_WHAT THIS TASK INVOLVES_
Give the number of lines in the material below that hold "rayon", and nothing besides.
___
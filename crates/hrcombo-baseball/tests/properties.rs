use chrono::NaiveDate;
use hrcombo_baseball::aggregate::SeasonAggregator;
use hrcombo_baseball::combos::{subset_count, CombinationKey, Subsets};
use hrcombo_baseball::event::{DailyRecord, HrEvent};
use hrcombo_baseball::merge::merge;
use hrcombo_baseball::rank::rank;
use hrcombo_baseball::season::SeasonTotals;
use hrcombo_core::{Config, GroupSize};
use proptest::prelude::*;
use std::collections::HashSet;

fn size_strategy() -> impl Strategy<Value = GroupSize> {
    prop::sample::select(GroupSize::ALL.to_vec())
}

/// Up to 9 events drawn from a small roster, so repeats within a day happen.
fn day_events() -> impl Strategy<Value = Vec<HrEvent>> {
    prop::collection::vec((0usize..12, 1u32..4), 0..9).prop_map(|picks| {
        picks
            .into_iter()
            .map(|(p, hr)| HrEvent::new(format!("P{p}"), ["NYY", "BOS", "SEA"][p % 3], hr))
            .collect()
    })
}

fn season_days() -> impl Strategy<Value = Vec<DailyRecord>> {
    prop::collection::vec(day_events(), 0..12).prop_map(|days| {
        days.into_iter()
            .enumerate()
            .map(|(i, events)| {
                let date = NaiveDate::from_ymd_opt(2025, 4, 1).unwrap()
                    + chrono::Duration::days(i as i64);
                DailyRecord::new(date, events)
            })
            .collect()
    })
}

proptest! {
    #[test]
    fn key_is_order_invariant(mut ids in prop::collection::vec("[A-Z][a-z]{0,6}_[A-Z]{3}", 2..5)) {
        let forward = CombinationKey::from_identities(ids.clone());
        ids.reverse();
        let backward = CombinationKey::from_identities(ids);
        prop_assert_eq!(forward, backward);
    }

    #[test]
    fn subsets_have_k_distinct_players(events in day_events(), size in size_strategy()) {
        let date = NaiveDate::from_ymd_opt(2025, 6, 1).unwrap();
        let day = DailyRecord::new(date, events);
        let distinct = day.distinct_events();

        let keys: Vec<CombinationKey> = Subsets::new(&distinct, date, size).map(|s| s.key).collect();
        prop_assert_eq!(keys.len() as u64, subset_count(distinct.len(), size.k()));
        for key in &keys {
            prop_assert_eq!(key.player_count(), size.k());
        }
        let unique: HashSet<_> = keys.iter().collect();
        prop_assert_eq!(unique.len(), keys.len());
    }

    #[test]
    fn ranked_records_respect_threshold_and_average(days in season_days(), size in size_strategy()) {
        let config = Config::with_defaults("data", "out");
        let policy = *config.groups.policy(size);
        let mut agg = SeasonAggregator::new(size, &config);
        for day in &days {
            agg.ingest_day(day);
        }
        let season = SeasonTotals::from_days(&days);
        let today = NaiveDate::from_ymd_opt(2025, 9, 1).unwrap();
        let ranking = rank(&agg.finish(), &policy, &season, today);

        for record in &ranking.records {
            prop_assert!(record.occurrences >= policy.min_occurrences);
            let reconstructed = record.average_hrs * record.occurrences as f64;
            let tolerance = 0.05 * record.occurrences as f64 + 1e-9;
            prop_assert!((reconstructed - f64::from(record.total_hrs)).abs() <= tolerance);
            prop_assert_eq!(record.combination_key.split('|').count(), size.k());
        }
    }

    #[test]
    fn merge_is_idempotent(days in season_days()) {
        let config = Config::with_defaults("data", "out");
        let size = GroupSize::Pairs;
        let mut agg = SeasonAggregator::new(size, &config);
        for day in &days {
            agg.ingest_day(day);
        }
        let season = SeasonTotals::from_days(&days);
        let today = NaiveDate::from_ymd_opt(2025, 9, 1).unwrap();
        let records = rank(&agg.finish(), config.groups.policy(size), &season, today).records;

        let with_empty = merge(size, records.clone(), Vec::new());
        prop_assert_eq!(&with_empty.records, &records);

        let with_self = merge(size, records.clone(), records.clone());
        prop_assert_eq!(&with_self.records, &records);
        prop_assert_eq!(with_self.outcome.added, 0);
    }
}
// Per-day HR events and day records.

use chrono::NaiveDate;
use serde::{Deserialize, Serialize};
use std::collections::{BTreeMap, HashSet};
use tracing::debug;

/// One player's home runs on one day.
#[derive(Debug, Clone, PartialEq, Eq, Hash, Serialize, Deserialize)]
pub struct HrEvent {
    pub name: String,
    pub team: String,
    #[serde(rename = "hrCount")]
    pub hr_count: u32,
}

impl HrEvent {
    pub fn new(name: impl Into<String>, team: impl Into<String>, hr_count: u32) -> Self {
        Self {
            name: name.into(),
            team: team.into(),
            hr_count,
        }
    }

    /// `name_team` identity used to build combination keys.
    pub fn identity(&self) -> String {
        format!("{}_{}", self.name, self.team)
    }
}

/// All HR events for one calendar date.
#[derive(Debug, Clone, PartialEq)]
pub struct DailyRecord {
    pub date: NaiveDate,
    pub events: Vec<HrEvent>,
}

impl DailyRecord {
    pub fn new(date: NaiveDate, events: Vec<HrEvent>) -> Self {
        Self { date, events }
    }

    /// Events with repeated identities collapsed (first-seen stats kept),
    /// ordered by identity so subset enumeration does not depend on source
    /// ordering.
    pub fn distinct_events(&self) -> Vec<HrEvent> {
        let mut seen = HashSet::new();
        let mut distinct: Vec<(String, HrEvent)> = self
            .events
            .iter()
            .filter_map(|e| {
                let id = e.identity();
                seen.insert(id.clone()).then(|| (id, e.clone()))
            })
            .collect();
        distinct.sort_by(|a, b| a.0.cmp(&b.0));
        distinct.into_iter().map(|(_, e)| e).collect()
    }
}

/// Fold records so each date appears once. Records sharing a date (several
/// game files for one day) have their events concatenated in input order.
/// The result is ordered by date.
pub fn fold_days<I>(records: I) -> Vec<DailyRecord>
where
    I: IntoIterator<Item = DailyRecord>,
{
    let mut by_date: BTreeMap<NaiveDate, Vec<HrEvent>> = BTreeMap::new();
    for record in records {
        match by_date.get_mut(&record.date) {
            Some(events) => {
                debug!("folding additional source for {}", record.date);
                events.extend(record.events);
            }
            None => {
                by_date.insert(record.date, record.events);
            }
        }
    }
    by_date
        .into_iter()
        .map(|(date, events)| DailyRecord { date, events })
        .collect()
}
___
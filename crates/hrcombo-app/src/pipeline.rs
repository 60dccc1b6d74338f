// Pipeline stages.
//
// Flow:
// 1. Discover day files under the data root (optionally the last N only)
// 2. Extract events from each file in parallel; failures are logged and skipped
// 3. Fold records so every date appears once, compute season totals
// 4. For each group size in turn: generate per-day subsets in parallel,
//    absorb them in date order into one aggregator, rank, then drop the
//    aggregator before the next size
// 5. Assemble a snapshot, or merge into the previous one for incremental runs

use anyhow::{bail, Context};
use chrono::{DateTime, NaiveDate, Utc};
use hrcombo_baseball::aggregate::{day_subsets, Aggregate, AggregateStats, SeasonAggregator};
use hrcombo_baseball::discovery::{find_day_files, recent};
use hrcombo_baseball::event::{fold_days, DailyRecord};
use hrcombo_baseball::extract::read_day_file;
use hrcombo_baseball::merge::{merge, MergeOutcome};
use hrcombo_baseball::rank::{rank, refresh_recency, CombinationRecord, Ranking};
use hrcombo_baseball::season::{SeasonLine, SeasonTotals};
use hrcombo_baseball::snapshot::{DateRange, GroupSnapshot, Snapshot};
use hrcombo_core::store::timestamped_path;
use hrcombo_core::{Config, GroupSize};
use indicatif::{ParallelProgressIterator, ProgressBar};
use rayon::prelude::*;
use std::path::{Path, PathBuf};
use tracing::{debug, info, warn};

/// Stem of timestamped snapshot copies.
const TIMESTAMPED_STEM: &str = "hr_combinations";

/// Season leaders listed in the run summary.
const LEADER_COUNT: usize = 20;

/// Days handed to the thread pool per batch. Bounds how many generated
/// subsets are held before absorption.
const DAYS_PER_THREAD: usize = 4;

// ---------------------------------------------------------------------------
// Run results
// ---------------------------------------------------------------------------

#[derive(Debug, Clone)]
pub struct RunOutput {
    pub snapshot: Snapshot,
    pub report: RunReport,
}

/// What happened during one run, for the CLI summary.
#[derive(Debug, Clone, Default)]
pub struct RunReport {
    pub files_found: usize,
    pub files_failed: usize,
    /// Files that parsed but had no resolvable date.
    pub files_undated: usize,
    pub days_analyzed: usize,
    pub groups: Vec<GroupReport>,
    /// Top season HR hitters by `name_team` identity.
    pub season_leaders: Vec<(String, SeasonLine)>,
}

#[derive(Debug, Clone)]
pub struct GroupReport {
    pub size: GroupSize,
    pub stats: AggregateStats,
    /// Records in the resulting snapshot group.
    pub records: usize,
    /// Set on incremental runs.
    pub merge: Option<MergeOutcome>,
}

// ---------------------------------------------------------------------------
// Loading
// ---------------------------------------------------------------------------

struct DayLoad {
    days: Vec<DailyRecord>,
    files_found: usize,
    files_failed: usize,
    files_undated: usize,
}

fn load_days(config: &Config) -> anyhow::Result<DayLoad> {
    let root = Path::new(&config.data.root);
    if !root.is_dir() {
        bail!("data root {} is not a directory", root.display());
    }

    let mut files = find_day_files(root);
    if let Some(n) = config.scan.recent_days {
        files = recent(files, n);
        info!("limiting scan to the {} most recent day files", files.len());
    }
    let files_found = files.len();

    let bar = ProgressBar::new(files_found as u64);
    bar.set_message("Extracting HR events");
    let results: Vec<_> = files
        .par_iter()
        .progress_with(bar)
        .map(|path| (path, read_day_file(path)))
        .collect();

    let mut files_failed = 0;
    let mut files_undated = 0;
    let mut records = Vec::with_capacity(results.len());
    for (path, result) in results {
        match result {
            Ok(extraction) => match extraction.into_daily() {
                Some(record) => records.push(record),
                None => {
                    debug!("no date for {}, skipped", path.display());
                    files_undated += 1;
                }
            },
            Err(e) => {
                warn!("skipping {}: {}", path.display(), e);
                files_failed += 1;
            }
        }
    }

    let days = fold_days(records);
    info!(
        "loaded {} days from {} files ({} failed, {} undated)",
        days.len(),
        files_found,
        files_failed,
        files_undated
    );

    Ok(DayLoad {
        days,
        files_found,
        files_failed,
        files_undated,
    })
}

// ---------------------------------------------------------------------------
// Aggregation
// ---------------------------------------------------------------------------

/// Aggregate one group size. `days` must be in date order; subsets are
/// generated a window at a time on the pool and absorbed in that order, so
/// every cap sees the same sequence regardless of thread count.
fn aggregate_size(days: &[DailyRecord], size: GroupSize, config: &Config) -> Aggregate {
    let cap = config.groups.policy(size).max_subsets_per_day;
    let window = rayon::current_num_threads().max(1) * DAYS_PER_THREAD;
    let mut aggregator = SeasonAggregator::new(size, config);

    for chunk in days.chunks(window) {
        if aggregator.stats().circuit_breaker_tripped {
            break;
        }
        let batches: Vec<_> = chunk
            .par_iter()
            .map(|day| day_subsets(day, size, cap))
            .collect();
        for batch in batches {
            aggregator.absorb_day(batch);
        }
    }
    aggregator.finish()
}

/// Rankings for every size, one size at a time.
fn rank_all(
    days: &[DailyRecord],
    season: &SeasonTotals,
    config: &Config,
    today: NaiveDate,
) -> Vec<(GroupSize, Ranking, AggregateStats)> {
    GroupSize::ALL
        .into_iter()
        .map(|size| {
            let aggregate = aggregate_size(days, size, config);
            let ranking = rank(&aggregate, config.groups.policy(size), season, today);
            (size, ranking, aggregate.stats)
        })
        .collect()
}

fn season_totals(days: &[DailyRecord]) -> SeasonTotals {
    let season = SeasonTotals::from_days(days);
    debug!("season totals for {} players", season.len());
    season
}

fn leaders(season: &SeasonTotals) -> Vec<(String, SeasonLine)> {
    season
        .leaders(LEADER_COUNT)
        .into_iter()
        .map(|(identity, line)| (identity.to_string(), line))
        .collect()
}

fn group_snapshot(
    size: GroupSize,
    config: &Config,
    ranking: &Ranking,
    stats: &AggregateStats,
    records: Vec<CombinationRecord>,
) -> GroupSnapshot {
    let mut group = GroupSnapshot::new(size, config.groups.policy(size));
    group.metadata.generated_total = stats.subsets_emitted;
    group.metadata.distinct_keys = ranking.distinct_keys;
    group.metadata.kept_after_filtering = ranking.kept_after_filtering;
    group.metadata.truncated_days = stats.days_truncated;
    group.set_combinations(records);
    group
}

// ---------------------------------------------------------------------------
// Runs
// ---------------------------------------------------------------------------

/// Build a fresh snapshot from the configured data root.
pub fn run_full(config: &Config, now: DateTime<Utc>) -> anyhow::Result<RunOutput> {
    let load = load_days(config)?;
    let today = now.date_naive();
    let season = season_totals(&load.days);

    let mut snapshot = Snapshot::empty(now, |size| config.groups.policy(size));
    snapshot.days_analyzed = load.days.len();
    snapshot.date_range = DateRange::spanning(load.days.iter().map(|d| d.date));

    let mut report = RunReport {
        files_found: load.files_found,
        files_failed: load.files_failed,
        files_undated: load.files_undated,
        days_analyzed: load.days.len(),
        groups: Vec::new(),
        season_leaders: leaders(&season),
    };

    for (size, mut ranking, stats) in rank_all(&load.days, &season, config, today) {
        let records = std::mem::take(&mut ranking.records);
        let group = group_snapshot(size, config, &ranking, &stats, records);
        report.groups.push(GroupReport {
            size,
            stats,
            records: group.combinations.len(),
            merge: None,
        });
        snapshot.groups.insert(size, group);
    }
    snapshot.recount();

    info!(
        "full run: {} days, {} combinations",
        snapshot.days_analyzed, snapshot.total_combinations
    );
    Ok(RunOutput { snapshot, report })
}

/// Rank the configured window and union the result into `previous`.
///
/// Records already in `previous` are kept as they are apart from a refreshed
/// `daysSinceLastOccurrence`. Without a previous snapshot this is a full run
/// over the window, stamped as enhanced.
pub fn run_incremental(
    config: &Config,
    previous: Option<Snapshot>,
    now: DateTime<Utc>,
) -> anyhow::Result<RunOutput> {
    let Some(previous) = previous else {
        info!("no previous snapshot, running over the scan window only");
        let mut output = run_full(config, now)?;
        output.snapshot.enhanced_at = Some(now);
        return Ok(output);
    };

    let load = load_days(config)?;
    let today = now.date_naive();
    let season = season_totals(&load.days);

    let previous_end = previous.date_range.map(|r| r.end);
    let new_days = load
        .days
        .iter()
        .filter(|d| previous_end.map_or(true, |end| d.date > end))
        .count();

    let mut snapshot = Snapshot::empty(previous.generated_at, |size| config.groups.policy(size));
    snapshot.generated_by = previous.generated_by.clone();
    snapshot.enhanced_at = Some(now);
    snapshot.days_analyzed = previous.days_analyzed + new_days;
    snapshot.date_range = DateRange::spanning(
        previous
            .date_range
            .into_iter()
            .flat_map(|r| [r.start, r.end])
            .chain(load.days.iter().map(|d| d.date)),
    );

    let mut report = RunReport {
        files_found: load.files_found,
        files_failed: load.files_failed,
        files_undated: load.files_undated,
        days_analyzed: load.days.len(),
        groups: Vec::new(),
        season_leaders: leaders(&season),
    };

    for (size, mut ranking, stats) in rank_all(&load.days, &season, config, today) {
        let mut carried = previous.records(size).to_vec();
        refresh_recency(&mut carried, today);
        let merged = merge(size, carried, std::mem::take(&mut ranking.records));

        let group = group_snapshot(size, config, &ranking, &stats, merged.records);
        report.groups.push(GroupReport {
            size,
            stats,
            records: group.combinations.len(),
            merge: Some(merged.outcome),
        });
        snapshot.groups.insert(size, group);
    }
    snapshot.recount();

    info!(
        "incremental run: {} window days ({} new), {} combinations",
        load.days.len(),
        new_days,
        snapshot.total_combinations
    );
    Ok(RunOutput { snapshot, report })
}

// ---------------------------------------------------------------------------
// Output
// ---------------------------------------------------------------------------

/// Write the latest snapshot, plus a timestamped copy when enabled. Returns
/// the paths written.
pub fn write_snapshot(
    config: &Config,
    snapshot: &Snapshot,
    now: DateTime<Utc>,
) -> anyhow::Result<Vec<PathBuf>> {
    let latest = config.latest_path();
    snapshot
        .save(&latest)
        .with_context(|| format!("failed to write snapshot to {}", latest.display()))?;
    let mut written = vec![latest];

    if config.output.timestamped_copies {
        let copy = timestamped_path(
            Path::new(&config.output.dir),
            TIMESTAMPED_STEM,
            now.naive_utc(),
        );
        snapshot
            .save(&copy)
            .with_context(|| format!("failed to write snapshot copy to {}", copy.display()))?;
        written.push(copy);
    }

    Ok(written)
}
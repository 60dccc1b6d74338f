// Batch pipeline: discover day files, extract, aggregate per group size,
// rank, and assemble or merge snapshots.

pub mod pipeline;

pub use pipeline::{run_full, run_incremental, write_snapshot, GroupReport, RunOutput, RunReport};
___
_EXERCISE RESULT_
2